The timestamps returned by selector functions depend on the number of functions in the query and on the other clauses in the query:

A query with a single selector function, a single field key argument, and no GROUP BY time() clause returns the timestamp for the point that appears in the raw data. A query with a single selector function, multiple field key arguments, and no GROUP BY time() clause returns the timestamp for the point that appears in the raw data or the InfluxDB equivalent of a null timestamp (epoch 0: 1970-01-01T00:00:00Z).

A query with more than one function and no time range in the WHERE clause returns the InfluxDB equivalent of a null timestamp (epoch 0: 1970-01-01T00:00:00Z). A query with more than one function and a time range in the WHERE clause returns the lower time bound as the timestamp.

A query with a selector function and a GROUP BY time() clause returns the lower time bound for each GROUP BY time() interval. Note that the SAMPLE() function behaves differently from other selector functions when paired with the GROUP BY time() clause. See Common Issues with SAMPLE() for more information.

Examples
Use a single selector function with a single field key and without a specified time range
  1. > SELECT MAX("water_level") FROM "h2o_feet"
  2. name: h2o_feet
  3. time max
  4. ---- ---
  5. 2015-08-29T07:24:00Z 9.964
  6. > SELECT MAX("water_level") FROM "h2o_feet" WHERE time >= '2015-08-18T00:00:00Z'
  7. name: h2o_feet
  8. time max
  9. ---- ---
  10. 2015-08-29T07:24:00Z 9.964

The queries return the timestamp for the maximum point that appears in the raw data.

Use a single selector function with multiple field keys and without a specified time range
  1. > SELECT FIRST(*) FROM "h2o_feet"
  2. name: h2o_feet
  3. time first_level description first_water_level
  4. ---- ----------------------- -----------------
  5. 1970-01-01T00:00:00Z between 6 and 9 feet 8.12
  6. > SELECT MAX(*) FROM "h2o_feet"
  7. name: h2o_feet
  8. time max_water_level
  9. ---- ---------------
  10. 2015-08-29T07:24:00Z 9.964

The first query returns the InfluxDB equivalent of a null timestamp (epoch 0: 1970-01-01T00:00:00Z) as the timestamp. FIRST(*) returns two timestamps (one for each field key in the h2o_feet measurement) so the system overrides those timestamps with the null timestamp equivalent.

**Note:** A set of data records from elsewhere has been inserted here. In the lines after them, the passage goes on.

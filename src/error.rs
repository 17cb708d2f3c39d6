use thiserror::Error;

#[derive(Debug, Error)]
pub enum Error {
	#[error("Download failed: {0}")]
	DownloadFailed(String),

	#[error("Request to '{url}' returned HTTP {status}")]
	HttpStatus { url: String, status: u16 },

	#[error("Malformed data: {0}")]
	MalformedData(String),

	#[error("Invalid input: {0}")]
	InvalidInput(String),

	#[error("Invalid artifact locator '{0}' (expected runs:/<run_id>/<path>)")]
	InvalidLocator(String),

	#[error("Run not found: {0}")]
	RunNotFound(String),

	#[error("Artifact not found: {0}")]
	ArtifactNotFound(String),

	#[error("Unsupported model format: {0}")]
	FormatMismatch(String),

	#[error("Tracking server error: {0}")]
	TrackingError(String),

	#[error("Configuration error: {0}")]
	ConfigError(String),

	#[error("IO error: {0}")]
	Io(#[from] std::io::Error),

	#[error("Serialization error: {0}")]
	Serialization(String),
}

impl From<serde_json::Error> for Error {
	fn from(err: serde_json::Error) -> Self {
		Error::Serialization(err.to_string())
	}
}

impl From<toml::de::Error> for Error {
	fn from(err: toml::de::Error) -> Self {
		Error::Serialization(err.to_string())
	}
}

impl From<toml::ser::Error> for Error {
	fn from(err: toml::ser::Error) -> Self {
		Error::Serialization(err.to_string())
	}
}

impl From<csv::Error> for Error {
	fn from(err: csv::Error) -> Self {
		match err.kind() {
			csv::ErrorKind::Io(_) => Error::Io(std::io::Error::other(err.to_string())),
			_ => Error::MalformedData(err.to_string()),
		}
	}
}

pub type Result<T> = std::result::Result<T, Error>;
mod config;
pub mod utils;
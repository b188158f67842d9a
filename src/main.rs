#[macro_use]
extern crate rocket;

mod api;
mod auth;
mod config;
mod database;
mod db;
mod env;
mod error;
mod models;
mod telemetry;
#[cfg(test)]
mod test;
mod validation;

use api::{
    api_create_schedule, api_list_schedules, api_login, api_register, default_catcher, health,
    index,
};
use config::AppConfig;
use error::AppError;
use rocket::fairing::AdHoc;
use rocket::{Build, Rocket};
use telemetry::{TelemetryFairing, init_tracing, shutdown_telemetry};
use thiserror::Error;

use sqlx::{Pool, Sqlite};
use tracing::{error, info};

#[derive(Debug, Error)]
pub enum Error {
    #[error("{0}")]
    Anyhow(anyhow::Error),
    #[error("{0}")]
    Figment(rocket::figment::Error),
    #[error("Application error: {0}")]
    App(#[from] AppError),
}

impl From<anyhow::Error> for Error {
    fn from(value: anyhow::Error) -> Self {
        Error::Anyhow(value)
    }
}

impl From<rocket::figment::Error> for Error {
    fn from(value: rocket::figment::Error) -> Self {
        Error::Figment(value)
    }
}

#[launch]
async fn rocket() -> _ {
    let loaded_env_files = env::load_environment();

    init_tracing();

    match bootstrap(loaded_env_files).await {
        Ok(rocket) => rocket,
        Err(e) => {
            error!("Failed to start schedule server: {}", e);
            panic!("Startup failed: {}", e);
        }
    }
}

async fn bootstrap(
    loaded_env_files: anyhow::Result<Vec<&'static str>>,
) -> Result<Rocket<Build>, Error> {
    for env_file in loaded_env_files? {
        info!("Loaded environment from: {}", env_file);
    }

    let config = AppConfig::load()?;

    let pool = database::connect(&config).await?;
    database::run_migrations(&pool).await?;

    Ok(init_rocket(pool, config)
        .attach(AdHoc::on_shutdown("Telemetry shutdown", |_| {
            Box::pin(async { shutdown_telemetry() })
        })))
}

pub fn init_rocket(pool: Pool<Sqlite>, config: AppConfig) -> Rocket<Build> {
    info!(
        schedule_owner_id = config.schedule_owner_id,
        "Starting schedule server"
    );

    rocket::build()
        .manage(pool)
        .manage(config)
        .mount(
            "/",
            routes![
                index,
                health,
                api_register,
                api_login,
                api_create_schedule,
                api_list_schedules,
            ],
        )
        .register("/", catchers![default_catcher])
        .attach(TelemetryFairing)
}
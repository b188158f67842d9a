use rocket::figment::{
    Figment,
    providers::{Env, Serialized},
};
use serde::{Deserialize, Serialize};
use validator::Validate;

/// Application settings layered on top of Rocket's own configuration.
///
/// Values come from `Rocket.toml`, `ROCKET_*` environment variables and a raw
/// `DATABASE_URL`, in increasing order of precedence.
#[derive(Debug, Clone, Serialize, Deserialize, PartialEq, Validate)]
pub struct AppConfig {
    pub database_url: String,
    /// Owner stamped on every new schedule. There is no authenticated
    /// principal yet, so the service runs in single-tenant mode.
    pub schedule_owner_id: i64,
    /// Range accepted by bcrypt itself.
    #[validate(range(min = 4, max = 31))]
    pub bcrypt_cost: u32,
}

impl Default for AppConfig {
    fn default() -> Self {
        Self {
            database_url: "sqlite://schedule.db".to_string(),
            schedule_owner_id: 1,
            bcrypt_cost: bcrypt::DEFAULT_COST,
        }
    }
}

impl AppConfig {
    pub fn figment() -> Figment {
        Figment::from(Serialized::defaults(AppConfig::default()))
            .merge(rocket::Config::figment())
            .merge(Env::raw().only(&["database_url"]).global())
    }

    /// Fails at startup on settings that would otherwise only break requests.
    pub fn load() -> Result<Self, rocket::figment::Error> {
        let config: Self = Self::figment().extract()?;
        config.validate().map_err(|err| {
            rocket::figment::Error::from(format!("Invalid configuration: {}", err))
        })?;
        Ok(config)
    }
}
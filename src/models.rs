use serde::{Deserialize, Serialize};

#[derive(Debug, Serialize, Deserialize, Clone, PartialEq, sqlx::FromRow)]
pub struct Schedule {
    pub id: i64,
    pub title: String,
    pub time: String,
}
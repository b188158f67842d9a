use serde::Serialize;

#[derive(Debug, Serialize, Clone, PartialEq)]
pub struct User {
    pub id: i64,
    pub username: String,
}

#[derive(sqlx::FromRow, Clone)]
pub struct DbUser {
    pub id: Option<i64>,
    pub username: Option<String>,
    pub password: Option<String>,
}

impl DbUser {
    pub fn password_hash(&self) -> &str {
        self.password.as_deref().unwrap_or_default()
    }
}

impl From<DbUser> for User {
    fn from(user: DbUser) -> Self {
        Self {
            id: user.id.unwrap_or_default(),
            username: user.username.unwrap_or_default(),
        }
    }
}
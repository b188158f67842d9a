use crate::{
    auth::{DbUser, User, reject_unknown_user, verify_password},
    error::AppError,
    models::Schedule,
};
use sqlx::{Pool, Sqlite};
use tracing::{info, instrument};

/// Inserts a user whose password has already been hashed.
///
/// Username uniqueness is left to the `UNIQUE` constraint on `users.username`,
/// so concurrent registrations of one name cannot both succeed.
#[instrument(skip(pool, password_hash))]
pub async fn create_user(
    pool: &Pool<Sqlite>,
    username: &str,
    password_hash: &str,
) -> Result<i64, AppError> {
    info!("Creating new user");

    let res = sqlx::query("INSERT INTO users (username, password) VALUES (?, ?)")
        .bind(username)
        .bind(password_hash)
        .execute(pool)
        .await;

    match res {
        Ok(res) => Ok(res.last_insert_rowid()),
        Err(sqlx::Error::Database(db_err)) if db_err.is_unique_violation() => Err(
            AppError::Conflict(format!("Username '{}' already exists", username)),
        ),
        Err(err) => Err(err.into()),
    }
}

#[instrument(skip(pool))]
pub async fn find_user_by_username(
    pool: &Pool<Sqlite>,
    username: &str,
) -> Result<Option<DbUser>, AppError> {
    info!("Finding user by username");
    let user = sqlx::query_as::<_, DbUser>(
        "SELECT id, username, password FROM users WHERE username = ?",
    )
    .bind(username)
    .fetch_optional(pool)
    .await?;

    Ok(user)
}

/// Returns the user only when both the username exists and the password
/// matches its stored hash. Callers cannot tell which of the two failed:
/// an unknown username still pays for a bcrypt check at `bcrypt_cost`.
#[instrument(skip(pool, password))]
pub async fn authenticate_user(
    pool: &Pool<Sqlite>,
    username: &str,
    password: &str,
    bcrypt_cost: u32,
) -> Result<Option<User>, AppError> {
    info!("Authenticating user");

    match find_user_by_username(pool, username).await? {
        Some(user) => {
            if verify_password(password, user.password_hash()).await? {
                Ok(Some(User::from(user)))
            } else {
                Ok(None)
            }
        }
        _ => {
            reject_unknown_user(password, bcrypt_cost).await?;
            Ok(None)
        }
    }
}

#[instrument(skip(pool))]
pub async fn create_schedule(
    pool: &Pool<Sqlite>,
    owner_id: i64,
    title: &str,
    time: &str,
) -> Result<i64, AppError> {
    info!("Creating schedule");

    let res = sqlx::query("INSERT INTO schedules (title, time, user_id) VALUES (?, ?, ?)")
        .bind(title)
        .bind(time)
        .bind(owner_id)
        .execute(pool)
        .await?;

    Ok(res.last_insert_rowid())
}

#[instrument(skip(pool))]
pub async fn get_all_schedules(pool: &Pool<Sqlite>) -> Result<Vec<Schedule>, AppError> {
    info!("Fetching all schedules");

    let schedules =
        sqlx::query_as::<_, Schedule>("SELECT id, title, time FROM schedules ORDER BY id")
            .fetch_all(pool)
            .await?;

    Ok(schedules)
}
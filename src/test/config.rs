#[cfg(test)]
mod tests {
    use serial_test::serial;

    use crate::config::AppConfig;

    #[test]
    #[serial]
    fn test_defaults() {
        temp_env::with_vars_unset(
            [
                "DATABASE_URL",
                "ROCKET_DATABASE_URL",
                "ROCKET_SCHEDULE_OWNER_ID",
                "ROCKET_BCRYPT_COST",
            ],
            || {
                let config = AppConfig::load().expect("Failed to load config");
                assert_eq!(config, AppConfig::default());
                assert_eq!(config.schedule_owner_id, 1);
            },
        );
    }

    #[test]
    #[serial]
    fn test_database_url_from_env() {
        temp_env::with_var("DATABASE_URL", Some("sqlite://elsewhere.db"), || {
            let config = AppConfig::load().expect("Failed to load config");
            assert_eq!(config.database_url, "sqlite://elsewhere.db");
        });
    }

    #[test]
    #[serial]
    fn test_rocket_prefixed_overrides() {
        temp_env::with_vars(
            [
                ("DATABASE_URL", None),
                ("ROCKET_SCHEDULE_OWNER_ID", Some("7")),
                ("ROCKET_BCRYPT_COST", Some("5")),
            ],
            || {
                let config = AppConfig::load().expect("Failed to load config");
                assert_eq!(config.schedule_owner_id, 7);
                assert_eq!(config.bcrypt_cost, 5);
            },
        );
    }

    #[test]
    #[serial]
    fn test_raw_database_url_wins_over_rocket_prefixed() {
        temp_env::with_vars(
            [
                ("DATABASE_URL", Some("sqlite://raw.db")),
                ("ROCKET_DATABASE_URL", Some("sqlite://prefixed.db")),
            ],
            || {
                let config = AppConfig::load().expect("Failed to load config");
                assert_eq!(config.database_url, "sqlite://raw.db");
            },
        );
    }

    #[test]
    #[serial]
    fn test_out_of_range_bcrypt_cost_is_rejected() {
        for cost in ["3", "32", "40"] {
            temp_env::with_var("ROCKET_BCRYPT_COST", Some(cost), || {
                let err = AppConfig::load().expect_err("Out of range cost was accepted");
                assert!(
                    err.to_string().contains("bcrypt_cost"),
                    "Unexpected error: {}",
                    err
                );
            });
        }
    }

    #[test]
    #[serial]
    fn test_bcrypt_cost_bounds_are_accepted() {
        for cost in [4, 31] {
            temp_env::with_var("ROCKET_BCRYPT_COST", Some(cost.to_string()), || {
                let config = AppConfig::load().expect("Failed to load config");
                assert_eq!(config.bcrypt_cost, cost);
            });
        }
    }
}
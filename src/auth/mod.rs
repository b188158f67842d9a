pub mod password;
pub mod user;

pub use password::*;
pub use user::*;
#![forbid(unsafe_code)]

pub mod content;
pub mod error;
pub mod sessions;

pub use burrow_core::Clock;

pub use error::{ActivityError, GenerationError, SessionError};

pub use content::{
    AiContentService, ContentProvider, GeneratorConfig, COURSE_MODULE_COUNT, QUIZ_QUESTION_COUNT,
    SUGGESTED_TOPICS,
};

pub use sessions::{
    ActivityOutcome, ActivityService, Advance, AnswerCheck, CourseProgress, CourseSession,
    ModuleAdvance, QuizProgress, QuizSession,
};
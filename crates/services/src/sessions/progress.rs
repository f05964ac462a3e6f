/// Aggregated view of quiz progress, useful for UI.
#[derive(Debug, Clone, PartialEq, Eq)]
pub struct QuizProgress {
    pub total: usize,
    pub answered: usize,
    pub remaining: usize,
    pub is_finished: bool,
}

/// Aggregated view of course progress, useful for UI.
#[derive(Debug, Clone, PartialEq, Eq)]
pub struct CourseProgress {
    pub total_modules: usize,
    pub completed_modules: usize,
    pub is_finished: bool,
}
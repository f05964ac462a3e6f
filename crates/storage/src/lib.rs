#![forbid(unsafe_code)]

pub mod repository;
pub mod sqlite;

pub use repository::{InMemoryProgressStore, ProgressRepository, Storage, StorageError};
pub use sqlite::{SqliteInitError, SqliteRepository};
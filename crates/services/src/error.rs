//! Shared error types for the services crate.

use thiserror::Error;

use burrow_core::model::{CourseError, ProgressError, QuestionError, QuizError};
use storage::repository::StorageError;

/// Errors emitted by content providers.
///
/// Launch paths recover from every variant by serving built-in fallback
/// content, so none of these reach the presentation layer from a launch.
#[derive(Debug, Error)]
#[non_exhaustive]
pub enum GenerationError {
    #[error("content generation is not configured")]
    Disabled,

    #[error("content provider returned an empty response")]
    EmptyResponse,

    #[error("content provider request failed with status {0}")]
    HttpStatus(reqwest::StatusCode),

    #[error(transparent)]
    Http(#[from] reqwest::Error),

    #[error("content provider reply was not valid JSON: {0}")]
    InvalidJson(#[from] serde_json::Error),

    #[error("expected {expected} generated items, got {actual}")]
    WrongItemCount { expected: usize, actual: usize },

    #[error(transparent)]
    InvalidQuestion(#[from] QuestionError),

    #[error(transparent)]
    InvalidModule(#[from] CourseError),
}

/// Errors emitted by the quiz and course session machines.
#[derive(Debug, Error)]
#[non_exhaustive]
pub enum SessionError {
    #[error("session is not finished")]
    NotFinished,

    #[error(transparent)]
    Quiz(#[from] QuizError),
}

/// Errors emitted by `ActivityService`.
#[derive(Debug, Error)]
#[non_exhaustive]
pub enum ActivityError {
    #[error("topic cannot be empty")]
    EmptyTopic,

    #[error("launch superseded by a newer request")]
    Superseded,

    #[error(transparent)]
    Session(#[from] SessionError),

    #[error(transparent)]
    Quiz(#[from] QuizError),

    #[error(transparent)]
    Course(#[from] CourseError),

    #[error(transparent)]
    Progress(#[from] ProgressError),

    #[error(transparent)]
    Storage(#[from] StorageError),
}
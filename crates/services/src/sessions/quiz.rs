use std::fmt;

use burrow_core::model::{Question, Quiz};

use crate::error::SessionError;
use super::progress::QuizProgress;

//
// ─── TRANSITION RESULTS ────────────────────────────────────────────────────────
//

/// What `check_answer` reveals about the current question.
///
/// The explanation is the same string whether the answer was right or wrong;
/// `was_correct` only exists so presentation can pick an accent.
#[derive(Debug, Clone, PartialEq, Eq)]
pub struct AnswerCheck {
    pub was_correct: bool,
    pub correct_index: usize,
    pub explanation: String,
}

/// Outcome of an `advance` request.
#[derive(Debug, Clone, Copy, PartialEq, Eq)]
pub enum Advance {
    /// Moved on to the next question.
    Next,
    /// That was the last question; the run is over.
    Finished { score: u32 },
    /// The request was illegal in the current phase and changed nothing.
    Ignored,
}

#[derive(Debug, Clone, PartialEq, Eq)]
enum Phase {
    Presenting { selected: Option<usize> },
    Checked { was_correct: bool },
    Finished,
}

//
// ─── QUIZ SESSION ──────────────────────────────────────────────────────────────
//

/// Steps through a quiz one question at a time: select, check, advance.
///
/// The same machine runs a 5-question standalone quiz and a single-question
/// course-module gate. Illegal transitions are no-ops by contract, so the
/// caller never has to guard its event plumbing.
pub struct QuizSession {
    quiz: Quiz,
    current: usize,
    phase: Phase,
    score: u32,
}

impl QuizSession {
    #[must_use]
    pub fn new(quiz: Quiz) -> Self {
        Self {
            quiz,
            current: 0,
            phase: Phase::Presenting { selected: None },
            score: 0,
        }
    }

    #[must_use]
    pub fn quiz(&self) -> &Quiz {
        &self.quiz
    }

    /// The question currently on screen; `None` once the run is finished.
    #[must_use]
    pub fn current_question(&self) -> Option<&Question> {
        if matches!(self.phase, Phase::Finished) {
            None
        } else {
            self.quiz.questions().get(self.current)
        }
    }

    /// The selected option while presenting, if any.
    #[must_use]
    pub fn selected_option(&self) -> Option<usize> {
        match self.phase {
            Phase::Presenting { selected } => selected,
            _ => None,
        }
    }

    /// Whether the checked answer was correct; `None` outside `Checked`.
    #[must_use]
    pub fn was_correct(&self) -> Option<bool> {
        match self.phase {
            Phase::Checked { was_correct } => Some(was_correct),
            _ => None,
        }
    }

    /// Running score: correct answers so far.
    #[must_use]
    pub fn score(&self) -> u32 {
        self.score
    }

    #[must_use]
    pub fn is_finished(&self) -> bool {
        matches!(self.phase, Phase::Finished)
    }

    /// Returns a summary of the current session progress.
    #[must_use]
    pub fn progress(&self) -> QuizProgress {
        let total = self.quiz.questions().len();
        let answered = match self.phase {
            Phase::Presenting { .. } => self.current,
            Phase::Checked { .. } => self.current + 1,
            Phase::Finished => total,
        };
        QuizProgress {
            total,
            answered,
            remaining: total - answered,
            is_finished: self.is_finished(),
        }
    }

    /// Record an option choice. Legal only while presenting and for an index
    /// within the option list; anything else is ignored. Returns whether the
    /// choice was recorded.
    pub fn select_option(&mut self, option_index: usize) -> bool {
        let within_options = self
            .current_question()
            .is_some_and(|question| option_index < question.options().len());
        match &mut self.phase {
            Phase::Presenting { selected } if within_options => {
                *selected = Some(option_index);
                true
            }
            _ => false,
        }
    }

    /// Grade the selected option against the current question.
    ///
    /// Legal only while presenting with a selection; returns `None` otherwise
    /// and the state is unchanged.
    pub fn check_answer(&mut self) -> Option<AnswerCheck> {
        let Phase::Presenting {
            selected: Some(selected),
        } = self.phase
        else {
            return None;
        };
        let question = self.quiz.questions().get(self.current)?;

        let was_correct = question.is_correct(selected);
        if was_correct {
            self.score += 1;
        }
        let check = AnswerCheck {
            was_correct,
            correct_index: question.correct_answer_index(),
            explanation: question.explanation().to_owned(),
        };
        self.phase = Phase::Checked { was_correct };
        Some(check)
    }

    /// Move past a checked answer: next question, or finish after the last.
    pub fn advance(&mut self) -> Advance {
        if !matches!(self.phase, Phase::Checked { .. }) {
            return Advance::Ignored;
        }

        if self.current + 1 >= self.quiz.questions().len() {
            self.phase = Phase::Finished;
            Advance::Finished { score: self.score }
        } else {
            self.current += 1;
            self.phase = Phase::Presenting { selected: None };
            Advance::Next
        }
    }

    /// Consume a finished run, stamping the final score onto the quiz.
    ///
    /// # Errors
    ///
    /// Returns `SessionError::NotFinished` before the last advance, or the
    /// underlying quiz error if the score cannot be applied.
    pub fn into_completed(self) -> Result<Quiz, SessionError> {
        if !self.is_finished() {
            return Err(SessionError::NotFinished);
        }
        let mut quiz = self.quiz;
        quiz.complete(self.score)?;
        Ok(quiz)
    }
}

impl fmt::Debug for QuizSession {
    fn fmt(&self, f: &mut fmt::Formatter<'_>) -> fmt::Result {
        f.debug_struct("QuizSession")
            .field("quiz_id", &self.quiz.id())
            .field("current", &self.current)
            .field("phase", &self.phase)
            .field("score", &self.score)
            .finish_non_exhaustive()
    }
}

//
// ─── TESTS ─────────────────────────────────────────────────────────────────────
//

The second query returns the timestamp for the maximum point that appears in the raw data. MAX(*) returns one timestamp (the h2o-feet measurement has only one numerical field) so the system does not overwrite the original timestamp.

Use a selector function with another function and without a specified time range
  1. > SELECT MAX("water_level"),MIN("water_level") FROM "h2o_feet"
  2. name: h2o_feet
  3. time max min
  4. ---- --- ---
  5. 1970-01-01T00:00:00Z 9.964 -0.61

The query returns the InfluxDB equivalent of a null timestamp (epoch 0: 1970-01-01T00:00:00Z) as the timestamp. The MAX() and MIN() functions return different timestamps so the system has no single timestamp to return.

Use a selector function with another function and with a specified time range
  1. > SELECT MAX("water_level"),MIN("water_level") FROM "h2o_feet" WHERE time >= '2015-08-18T00:00:00Z'
  2. name: h2o_feet
  3. time max min
  4. ---- --- ---
  5. 2015-08-18T00:00:00Z 9.964 -0.61

The query returns the lower time bound (WHERE time >= '2015-08-18T00:00:00Z') as the timestamp.

Use a selector function with a GROUP BY time() clause
  1. > SELECT MAX("water_level") FROM "h2o_feet" WHERE time >= '2015-08-18T00:00:00Z' AND time <= '2015-08-18T00:18:00Z' GROUP BY time(12m)
  2. name: h2o_feet
  3. time max
  4. ---- ---
  5. 2015-08-18T00:00:00Z 8.12
  6. 2015-08-18T00:12:00Z 7.887

The query returns the lower time bound for each GROUP BY time() interval as the timestamp.